Hukum asalnya bahwa orang yang sudah meninggal dunia haram hukumnya untuk menyingkap aibnya selama di dunia.
Berdasarkan sabda Nabi shallallahu ‘alaihi wa sallam:
لاَ تَسُبُّوا الأَمْوَاتَ، فَإِنَّهُمْ قَدْ أَفْضَوْا إِلَى مَا قَدَّمُوا
“Janganlah kalian mencela mayat karena mereka telah menjumpai apa yang telah mereka kerjakan.” (HR. Bukhari no. 1393).
Menurut penjelasan syaikh Muhammad bin Shalih Al-Utsaimin dalam syarah Kitab Bulughul Maram sebagaimana dimuat dalam laman https://alathar.net/ kata sabb apabila disebut dihadapannya adalah “membuka aibnya”, jika diucapakan ketiaka ia tidak ada disebut “ghibah”, dan jika yang diucapkan adalah bohong maka disebut “buhtan” atau berdusta atas sama orang lain.
Menurut keterangan syaikh Bin Baz-rahimahullah sebagaimana dimuat dalam artikel https://binbaz.org. bahwa haram hukumnya mencela dan membuka aib orang yang sudah meninggal dunia, kecuali untuk kemaslahatan umat.
Kapan boleh dibuka aibnya?
Berdasarkan penjelasan imam An-Nawawi (676 H) dalam kitab syarah shahih Muslim (7/20):
النهي عن سب الأموات هو في غير المنافق وسائر الكفار وفي غير المتظاهر بفسق أو بدعة, فأما هؤلاء فلا يحرم ذكرهم بشر للتحذير من طريقتهم ومن الاقتداء بآثارهم والتخلق بأخلاقهم
“Larangan mencela orang-orang yang sudah meninggal berlaku bagi selain orang munafiq, dan seluruh orang kafir, dan orang yang memperlihatkan kefasikan dan kebida’ahannya. Adapun mereka ini (munafiq, kafir, dan yang memperlihatkan kebida’ahannya), maka tidak haram untuk menyebutkan kejahatan mereka, agar terhindar dari jalan mereka, dan tidak dijadikan sebagai contoh, baik pengaruh mereka maupun akhlak mereka”.
Apa hikmahnya?
Berdasarkan Riwayat imam At-Tirmidzi (1982) dari sahabat al-Mughirah bin Syu’bah-radiallahu ‘anhu-bahwa Nabi-shallallahu ‘alaihi wa sallam- menjelaskan ‘illat (factor) pelarangan mencela orang yang sudah wafat:
لا تسبوا الأموات فتؤذوا الأحياء
“Jangan kalian mencela orang yang sudah wafat, karena itu dapat menyakiti orang yang masih hidup”. (HR. At-Tirmidzi).

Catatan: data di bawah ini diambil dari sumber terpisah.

// Copyright 2025 eraflo
//
// Licensed under the Apache License, Version 2.0 (the "License");
// you may not use this file except in compliance with the License.
// You may obtain a copy of the License at
//
//     http://www.apache.org/licenses/LICENSE-2.0
//
// Unless required by applicable law or agreed to in writing, software
// distributed under the License is distributed on an "AS IS" BASIS,
// WITHOUT WARRANTIES OR CONDITIONS OF ANY KIND, either express or implied.
// See the License for the specific language governing permissions and
// limitations under the License.

//! Per-slot resource binding with dirty checks.

use super::CommandList;
use crate::rhi::bound_state::StorageBinding;
use crate::rhi::common::{
    BackendHandle, ResourceId, ShaderScope, ShaderStage, MAX_CONSTANT_BUFFER_SLOTS,
    MAX_SAMPLED_SLOTS, MAX_SAMPLER_SLOTS, MAX_STORAGE_SLOTS, MAX_TEXTURE_VIEWS,
    MAX_VERTEX_BUFFER_SLOTS,
};
use crate::rhi::error::RhiError;
use crate::rhi::resource::{
    ConstantBuffer, IndexBuffer, Sampler, StructuredBuffer, Texture, VertexBuffer,
};
use crate::rhi::traits::{IndexBufferBinding, RhiCounter, VertexBufferBinding};

/// How a shader accesses a bound texture.
#[derive(Debug, Clone, Copy, PartialEq, Eq, Hash, Default)]
pub enum TextureAccess {
    /// Read-only, through a sampled view.
    #[default]
    Sampled,
    /// Read-write, through a storage view. Compute stage only.
    Storage,
}

/// Which views of a texture `set_texture` binds.
#[derive(Debug, Clone, Copy, PartialEq, Eq, Hash, Default)]
pub struct TextureBinding {
    /// A single mip, or the whole chain when `None`.
    pub mip: Option<u32>,
    /// Bind one view per mip from `mip` (or zero) to the last, in consecutive slots.
    pub ranged: bool,
    /// Sampled or storage access.
    pub access: TextureAccess,
}

impl TextureBinding {
    /// The whole chain, sampled.
    pub fn sampled() -> Self {
        Self::default()
    }

    /// The whole chain (mip zero for storage), read-write.
    pub fn storage() -> Self {
        Self {
            access: TextureAccess::Storage,
            ..Self::default()
        }
    }

    /// Restricts the binding to a single mip.
    pub fn with_mip(mut self, mip: u32) -> Self {
        self.mip = Some(mip);
        self
    }

    /// Binds every mip from the current one to the last.
    pub fn ranged(mut self) -> Self {
        self.ranged = true;
        self
    }
}

impl CommandList {
    /// Binds a vertex buffer to input slot zero.
    pub fn set_buffer_vertex(&mut self, buffer: &VertexBuffer, offset: u32) -> Result<(), RhiError> {
        self.set_buffer_vertex_at(0, buffer, offset)
    }

    /// Binds a vertex buffer to input `slot`.
    pub fn set_buffer_vertex_at(
        &mut self,
        slot: u32,
        buffer: &VertexBuffer,
        offset: u32,
    ) -> Result<(), RhiError> {
        self.require_recording("set_buffer_vertex")?;
        self.check_slot("vertex buffer", slot, 1, MAX_VERTEX_BUFFER_SLOTS)?;
        let requested = VertexBufferBinding {
            buffer: Some(buffer.handle()),
            stride: buffer.stride(),
            offset,
        };
        let current = if self.is_live() {
            self.device_context.vertex_buffer(slot)
        } else {
            self.bound.vertex_buffers[slot as usize]
        };
        if current.buffer == requested.buffer && current.offset == requested.offset {
            return Ok(());
        }
        self.device_context.set_vertex_buffer(slot, requested);
        self.bound.vertex_buffers[slot as usize] = requested;
        self.count(RhiCounter::BufferVertex);
        Ok(())
    }

    /// Binds an index buffer.
    pub fn set_buffer_index(&mut self, buffer: &IndexBuffer, offset: u32) -> Result<(), RhiError> {
        self.require_recording("set_buffer_index")?;
        let requested = IndexBufferBinding {
            buffer: Some(buffer.handle()),
            format: buffer.format(),
            offset,
        };
        let current = if self.is_live() {
            self.device_context.index_buffer()
        } else {
            self.bound.index_buffer
        };
        if current.buffer == requested.buffer && current.offset == requested.offset {
            return Ok(());
        }
        self.device_context.set_index_buffer(requested);
        self.bound.index_buffer = requested;
        self.count(RhiCounter::BufferIndex);
        Ok(())
    }

    /// Binds a constant buffer to `slot` of every stage in `scope`. `None` unbinds.
    pub fn set_constant_buffer(
        &mut self,
        slot: u32,
        scope: ShaderScope,
        buffer: Option<&ConstantBuffer>,
    ) -> Result<(), RhiError> {
        self.require_recording("set_constant_buffer")?;
        self.check_scope("set_constant_buffer", scope)?;
        self.check_slot("constant buffer", slot, 1, MAX_CONSTANT_BUFFER_SLOTS)?;
        let requested = buffer.map(ConstantBuffer::handle);
        for stage in scope.stages() {
            let current = if self.is_live() {
                self.device_context.constant_buffer(stage, slot)
            } else {
                self.bound.constant_buffers[stage.index()][slot as usize]
            };
            if current != requested {
                self.device_context.set_constant_buffer(stage, slot, requested);
                self.count(RhiCounter::BufferConstant);
            }
            self.bound.constant_buffers[stage.index()][slot as usize] = requested;
        }
        Ok(())
    }

    /// Binds a sampler to `slot` of every stage in `scope`. `None` unbinds.
    pub fn set_sampler(
        &mut self,
        slot: u32,
        scope: ShaderScope,
        sampler: Option<&Sampler>,
    ) -> Result<(), RhiError> {
        self.require_recording("set_sampler")?;
        self.check_scope("set_sampler", scope)?;
        self.check_slot("sampler", slot, 1, MAX_SAMPLER_SLOTS)?;
        let requested = sampler.map(Sampler::handle);
        for stage in scope.stages() {
            let current = if self.is_live() {
                self.device_context.sampler(stage, slot)
            } else {
                self.bound.samplers[stage.index()][slot as usize]
            };
            if current != requested {
                self.device_context.set_sampler(stage, slot, requested);
                self.count(RhiCounter::Sampler);
            }
            self.bound.samplers[stage.index()][slot as usize] = requested;
        }
        Ok(())
    }

    /// Binds views of `texture` starting at `slot`. `None` (or an unbacked
    /// texture) unbinds the slot.
    ///
    /// Sampled access applies to every stage in `scope` and is refused while
    /// any storage view of the texture is still bound. Storage access binds
    /// compute storage slots and requires `scope` to be exactly compute.
    pub fn set_texture(
        &mut self,
        slot: u32,
        scope: ShaderScope,
        texture: Option<&Texture>,
        binding: TextureBinding,
    ) -> Result<(), RhiError> {
        self.require_recording("set_texture")?;
        self.check_scope("set_texture", scope)?;
        let views = self.resolve_texture_views(texture, &binding)?;

        match binding.access {
            TextureAccess::Sampled => {
                self.check_slot("sampled texture", slot, views.len(), MAX_SAMPLED_SLOTS)?;
                if let Some(texture) = texture {
                    if self.bound.is_storage_bound(texture.id()) {
                        log::error!(
                            "Texture '{}' is still bound for storage access and cannot be sampled",
                            texture.name()
                        );
                        return Err(RhiError::ResourceHazard {
                            texture: texture.name().to_owned(),
                        });
                    }
                }
                for stage in scope.stages() {
                    self.bind_sampled_views(stage, slot, &views);
                }
            }
            TextureAccess::Storage => {
                if scope != ShaderScope::COMPUTE {
                    return Err(self.precondition(format!(
                        "storage textures bind to the compute stage only, got {scope:?}"
                    )));
                }
                self.check_slot("storage texture", slot, views.len(), MAX_STORAGE_SLOTS)?;
                let resource = texture.map(Texture::id);
                if self.bind_storage_views(slot, &views, resource) {
                    self.count(RhiCounter::TextureStorage);
                }
            }
        }
        Ok(())
    }

    /// Binds a structured buffer to compute storage `slot`. `None` unbinds.
    pub fn set_structured_buffer(
        &mut self,
        slot: u32,
        buffer: Option<&StructuredBuffer>,
    ) -> Result<(), RhiError> {
        self.require_recording("set_structured_buffer")?;
        self.check_slot("structured buffer", slot, 1, MAX_STORAGE_SLOTS)?;
        let views = [buffer.map(StructuredBuffer::handle)];
        if self.bind_storage_views(slot, &views, buffer.map(StructuredBuffer::id)) {
            self.count(RhiCounter::BufferStructured);
        }
        Ok(())
    }

    fn resolve_texture_views(
        &self,
        texture: Option<&Texture>,
        binding: &TextureBinding,
    ) -> Result<Vec<Option<BackendHandle>>, RhiError> {
        let Some(texture) = texture.filter(|t| t.is_backed()) else {
            return Ok(vec![None]);
        };
        let storage = binding.access == TextureAccess::Storage;
        let kind = if storage { "storage" } else { "sampled" };
        let mip_view = |mip: u32| {
            if storage {
                texture.storage_view_mip(mip)
            } else {
                texture.sampled_view_mip(mip)
            }
        };

        if !binding.ranged {
            let view = match binding.mip {
                None if storage => texture.storage_view(),
                None => texture.sampled_view(),
                Some(mip) => mip_view(mip),
            };
            return match view {
                Some(view) => Ok(vec![Some(view)]),
                None => Err(self.precondition(format!(
                    "texture '{}' has no {kind} view{}",
                    texture.name(),
                    binding.mip.map(|m| format!(" for mip {m}")).unwrap_or_default()
                ))),
            };
        }

        let first = binding.mip.unwrap_or(0);
        if first >= texture.mip_count() {
            return Err(self.precondition(format!(
                "mip {first} is out of range for texture '{}' with {} mips",
                texture.name(),
                texture.mip_count()
            )));
        }
        let count = (texture.mip_count() - first) as usize;
        if count > MAX_TEXTURE_VIEWS {
            log::error!(
                "Binding {count} views of texture '{}' exceeds the maximum of {MAX_TEXTURE_VIEWS}",
                texture.name()
            );
            return Err(RhiError::TooManyViews {
                requested: count,
                max: MAX_TEXTURE_VIEWS,
            });
        }
        (first..texture.mip_count())
            .map(|mip| {
                mip_view(mip).map(Some).ok_or_else(|| {
                    self.precondition(format!(
                        "texture '{}' has no {kind} view for mip {mip}",
                        texture.name()
                    ))
                })
            })
            .collect()
    }

    fn bind_sampled_views(&mut self, stage: ShaderStage, slot: u32, views: &[Option<BackendHandle>]) {
        let live = self.is_live();
        let differs = views.iter().enumerate().any(|(i, view)| {
            let target = slot + i as u32;
            let current = if live {
                self.device_context.sampled_view(stage, target)
            } else {
                self.bound.sampled_view(stage, target as usize)
            };
            current != *view
        });
        if differs {
            self.device_context.set_sampled_views(stage, slot, views);
            self.count(RhiCounter::TextureSampled);
        }
        for (i, view) in views.iter().enumerate() {
            self.bound.sampled_views[stage.index()][slot as usize + i] = *view;
        }
    }

    /// Returns `true` if a set call was issued.
    fn bind_storage_views(
        &mut self,
        slot: u32,
        views: &[Option<BackendHandle>],
        resource: Option<ResourceId>,
    ) -> bool {
        let live = self.is_live();
        let differs = views.iter().enumerate().any(|(i, view)| {
            let target = slot + i as u32;
            let current = if live {
                self.device_context.storage_view(target)
            } else {
                self.bound.storage_view(target as usize)
            };
            current != *view
        });
        if differs {
            self.device_context.set_storage_views(slot, views);
        }
        for (i, view) in views.iter().enumerate() {
            self.bound.storage_views[slot as usize + i] = match (view, resource) {
                (Some(view), Some(resource)) => Some(StorageBinding {
                    view: *view,
                    resource,
                }),
                _ => None,
            };
        }
        differs
    }

    /// Unbinds every occupied storage slot, one set call per slot.
    pub(super) fn unbind_storage_slots(&mut self) {
        let live = self.is_live();
        for slot in 0..MAX_STORAGE_SLOTS {
            let occupied = if live {
                self.device_context.storage_view(slot as u32).is_some()
            } else {
                self.bound.storage_views[slot].is_some()
            };
            if occupied {
                self.device_context.set_storage_views(slot as u32, &[None]);
            }
            self.bound.storage_views[slot] = None;
        }
    }

    fn check_slot(
        &self,
        what: &str,
        slot: u32,
        count: usize,
        capacity: usize,
    ) -> Result<(), RhiError> {
        if slot as usize + count > capacity {
            return Err(self.precondition(format!(
                "{what} slots {slot}..{} exceed the {capacity} available",
                slot as usize + count
            )));
        }
        Ok(())
    }

    fn check_scope(&self, operation: &str, scope: ShaderScope) -> Result<(), RhiError> {
        if scope.is_empty() {
            return Err(self.precondition(format!("{operation} called with an empty scope")));
        }
        Ok(())
    }
}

Syaikh Muhammad bin Shalih-masih dalam referensi yang sama- menyebutkan bahwa hikmah dilarangnya mencela orang yang sudah wafat adalah:
كان في سب الأموات معنيان المعنى الأول أنه لغو لأنهم أفضوا إلى ما قدموا والمعنى الثاني أنه إذا كان لهم أحياء يتأذون فإنه يؤذي الأحياء وحينئذ فسب الأموات دائر بين أمرين إما لغو لا فائدة منه وإما إيذاء للأحياء فلهذا نهى عنه النبي صلى الله عليه وسلم .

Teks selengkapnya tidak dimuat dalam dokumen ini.